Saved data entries
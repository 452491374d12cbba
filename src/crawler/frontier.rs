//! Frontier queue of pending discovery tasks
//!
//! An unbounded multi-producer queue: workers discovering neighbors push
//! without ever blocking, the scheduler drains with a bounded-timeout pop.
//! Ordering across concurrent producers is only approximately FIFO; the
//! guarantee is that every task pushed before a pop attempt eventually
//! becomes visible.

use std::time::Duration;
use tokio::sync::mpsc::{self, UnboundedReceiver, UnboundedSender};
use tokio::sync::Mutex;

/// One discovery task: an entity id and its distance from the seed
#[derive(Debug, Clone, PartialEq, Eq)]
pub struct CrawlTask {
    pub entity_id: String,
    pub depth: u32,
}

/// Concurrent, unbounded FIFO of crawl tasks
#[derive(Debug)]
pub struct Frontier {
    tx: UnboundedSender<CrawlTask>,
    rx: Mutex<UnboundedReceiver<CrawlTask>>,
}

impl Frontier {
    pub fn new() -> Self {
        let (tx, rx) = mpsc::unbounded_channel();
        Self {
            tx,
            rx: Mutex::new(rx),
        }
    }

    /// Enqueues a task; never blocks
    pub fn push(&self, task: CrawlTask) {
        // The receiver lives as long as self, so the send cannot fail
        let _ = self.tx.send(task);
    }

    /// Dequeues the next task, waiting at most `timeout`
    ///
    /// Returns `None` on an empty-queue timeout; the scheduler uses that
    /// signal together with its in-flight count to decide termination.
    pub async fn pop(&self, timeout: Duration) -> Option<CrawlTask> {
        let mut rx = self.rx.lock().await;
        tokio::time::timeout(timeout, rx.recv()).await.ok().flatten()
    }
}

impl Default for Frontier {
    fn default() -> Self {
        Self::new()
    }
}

--

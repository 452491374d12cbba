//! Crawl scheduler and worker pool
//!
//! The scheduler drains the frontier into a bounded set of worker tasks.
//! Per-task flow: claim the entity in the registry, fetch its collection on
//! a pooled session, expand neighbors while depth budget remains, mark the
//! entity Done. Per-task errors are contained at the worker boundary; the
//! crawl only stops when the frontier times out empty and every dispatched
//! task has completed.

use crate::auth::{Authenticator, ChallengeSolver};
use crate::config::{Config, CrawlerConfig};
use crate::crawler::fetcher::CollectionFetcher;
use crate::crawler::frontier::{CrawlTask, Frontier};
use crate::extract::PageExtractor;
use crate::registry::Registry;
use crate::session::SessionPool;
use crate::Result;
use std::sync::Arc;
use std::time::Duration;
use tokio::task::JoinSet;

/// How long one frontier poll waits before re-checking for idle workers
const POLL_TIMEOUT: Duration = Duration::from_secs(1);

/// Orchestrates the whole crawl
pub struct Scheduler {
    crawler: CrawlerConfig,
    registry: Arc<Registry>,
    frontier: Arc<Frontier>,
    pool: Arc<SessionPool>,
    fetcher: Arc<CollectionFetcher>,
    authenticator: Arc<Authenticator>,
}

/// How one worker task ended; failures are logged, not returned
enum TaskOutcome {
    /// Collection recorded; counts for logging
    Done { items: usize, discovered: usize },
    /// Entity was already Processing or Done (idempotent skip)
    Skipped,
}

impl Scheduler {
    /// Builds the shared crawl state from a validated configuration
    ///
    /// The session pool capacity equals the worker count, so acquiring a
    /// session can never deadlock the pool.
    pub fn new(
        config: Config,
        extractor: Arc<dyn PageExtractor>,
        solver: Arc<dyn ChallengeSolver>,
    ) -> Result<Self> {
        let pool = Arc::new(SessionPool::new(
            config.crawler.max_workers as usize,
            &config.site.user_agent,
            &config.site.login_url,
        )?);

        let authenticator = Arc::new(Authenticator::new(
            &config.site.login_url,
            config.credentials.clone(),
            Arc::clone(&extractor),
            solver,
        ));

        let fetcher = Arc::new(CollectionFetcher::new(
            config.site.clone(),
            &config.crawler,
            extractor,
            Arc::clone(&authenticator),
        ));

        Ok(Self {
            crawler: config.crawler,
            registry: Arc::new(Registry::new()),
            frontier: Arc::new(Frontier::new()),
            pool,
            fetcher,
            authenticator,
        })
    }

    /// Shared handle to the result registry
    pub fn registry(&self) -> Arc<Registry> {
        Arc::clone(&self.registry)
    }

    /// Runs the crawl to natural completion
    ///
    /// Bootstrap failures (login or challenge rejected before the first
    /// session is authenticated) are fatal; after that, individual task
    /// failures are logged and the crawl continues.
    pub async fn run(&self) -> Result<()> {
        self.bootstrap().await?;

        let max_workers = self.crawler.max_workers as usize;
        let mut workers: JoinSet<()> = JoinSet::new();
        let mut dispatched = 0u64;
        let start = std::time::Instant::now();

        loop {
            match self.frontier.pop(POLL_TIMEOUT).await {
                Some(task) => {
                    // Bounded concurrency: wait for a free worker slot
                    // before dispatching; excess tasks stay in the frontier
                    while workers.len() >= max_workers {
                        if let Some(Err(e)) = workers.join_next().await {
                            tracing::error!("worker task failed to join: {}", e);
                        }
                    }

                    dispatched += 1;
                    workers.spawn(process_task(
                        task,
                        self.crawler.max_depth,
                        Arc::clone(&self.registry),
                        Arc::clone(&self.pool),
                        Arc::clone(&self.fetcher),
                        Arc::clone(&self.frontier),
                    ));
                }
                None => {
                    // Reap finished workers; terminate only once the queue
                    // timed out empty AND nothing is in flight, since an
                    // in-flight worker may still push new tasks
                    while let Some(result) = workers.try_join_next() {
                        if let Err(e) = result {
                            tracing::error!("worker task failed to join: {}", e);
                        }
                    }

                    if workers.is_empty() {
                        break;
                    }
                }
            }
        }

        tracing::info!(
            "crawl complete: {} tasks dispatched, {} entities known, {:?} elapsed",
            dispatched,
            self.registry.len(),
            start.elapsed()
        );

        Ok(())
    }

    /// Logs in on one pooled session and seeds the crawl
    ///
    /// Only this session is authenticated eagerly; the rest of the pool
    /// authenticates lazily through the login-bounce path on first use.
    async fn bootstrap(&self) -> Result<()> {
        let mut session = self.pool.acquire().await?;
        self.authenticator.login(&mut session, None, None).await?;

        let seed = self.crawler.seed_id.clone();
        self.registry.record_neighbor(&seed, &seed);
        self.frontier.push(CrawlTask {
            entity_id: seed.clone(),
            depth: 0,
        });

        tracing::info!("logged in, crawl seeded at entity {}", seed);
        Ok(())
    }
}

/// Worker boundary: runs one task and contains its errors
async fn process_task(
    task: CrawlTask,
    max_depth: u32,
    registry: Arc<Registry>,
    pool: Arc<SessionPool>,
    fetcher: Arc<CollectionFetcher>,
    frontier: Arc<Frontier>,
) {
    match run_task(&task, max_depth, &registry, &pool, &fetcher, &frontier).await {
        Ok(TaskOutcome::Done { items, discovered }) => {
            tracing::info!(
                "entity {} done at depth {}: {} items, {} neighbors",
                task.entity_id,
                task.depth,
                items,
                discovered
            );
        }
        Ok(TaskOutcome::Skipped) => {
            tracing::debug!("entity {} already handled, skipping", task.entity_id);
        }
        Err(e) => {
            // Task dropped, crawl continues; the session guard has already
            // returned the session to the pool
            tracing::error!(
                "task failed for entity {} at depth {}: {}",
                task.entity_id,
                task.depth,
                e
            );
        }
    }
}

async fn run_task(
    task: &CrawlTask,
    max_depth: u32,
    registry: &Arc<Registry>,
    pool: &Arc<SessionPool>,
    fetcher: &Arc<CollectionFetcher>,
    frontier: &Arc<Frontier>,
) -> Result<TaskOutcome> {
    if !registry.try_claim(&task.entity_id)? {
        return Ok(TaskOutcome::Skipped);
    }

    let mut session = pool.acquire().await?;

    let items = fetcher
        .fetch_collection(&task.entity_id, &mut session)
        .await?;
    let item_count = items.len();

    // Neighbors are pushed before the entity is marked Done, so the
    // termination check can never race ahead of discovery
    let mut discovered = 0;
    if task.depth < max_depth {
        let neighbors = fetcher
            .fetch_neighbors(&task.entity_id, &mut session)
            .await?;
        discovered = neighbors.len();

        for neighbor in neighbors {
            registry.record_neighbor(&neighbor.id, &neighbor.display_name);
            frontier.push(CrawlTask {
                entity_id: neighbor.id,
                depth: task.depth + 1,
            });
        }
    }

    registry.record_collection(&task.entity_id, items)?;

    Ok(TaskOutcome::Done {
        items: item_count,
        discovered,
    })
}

---

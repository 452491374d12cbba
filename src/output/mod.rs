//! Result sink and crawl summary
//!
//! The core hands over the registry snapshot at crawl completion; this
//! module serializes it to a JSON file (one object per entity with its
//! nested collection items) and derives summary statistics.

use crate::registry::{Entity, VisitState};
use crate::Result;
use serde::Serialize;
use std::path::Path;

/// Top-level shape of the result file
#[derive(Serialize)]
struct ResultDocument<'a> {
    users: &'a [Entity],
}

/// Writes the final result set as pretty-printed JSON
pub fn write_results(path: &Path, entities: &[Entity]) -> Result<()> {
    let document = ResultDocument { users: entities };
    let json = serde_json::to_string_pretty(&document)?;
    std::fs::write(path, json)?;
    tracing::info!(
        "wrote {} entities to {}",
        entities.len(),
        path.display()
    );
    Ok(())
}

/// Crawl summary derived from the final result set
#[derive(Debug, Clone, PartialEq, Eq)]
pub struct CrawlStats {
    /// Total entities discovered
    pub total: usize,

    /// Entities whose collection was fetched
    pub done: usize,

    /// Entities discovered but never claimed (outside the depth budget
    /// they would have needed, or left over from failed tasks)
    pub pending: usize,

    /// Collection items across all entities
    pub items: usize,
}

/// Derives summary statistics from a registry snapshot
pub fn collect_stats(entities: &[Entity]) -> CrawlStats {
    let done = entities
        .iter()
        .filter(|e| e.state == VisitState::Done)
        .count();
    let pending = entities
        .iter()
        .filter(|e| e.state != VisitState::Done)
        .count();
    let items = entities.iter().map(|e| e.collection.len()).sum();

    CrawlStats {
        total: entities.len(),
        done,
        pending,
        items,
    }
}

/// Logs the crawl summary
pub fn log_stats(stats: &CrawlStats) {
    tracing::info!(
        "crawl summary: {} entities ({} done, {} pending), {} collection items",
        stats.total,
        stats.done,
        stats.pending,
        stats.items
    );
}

What you will do. Check each line above for the string "match" and show the ones that have it.

Answer to this task.
            match self.frontier.pop(POLL_TIMEOUT).await {
    match run_task(&task, max_depth, &registry, &pool, &fetcher, &frontier).await {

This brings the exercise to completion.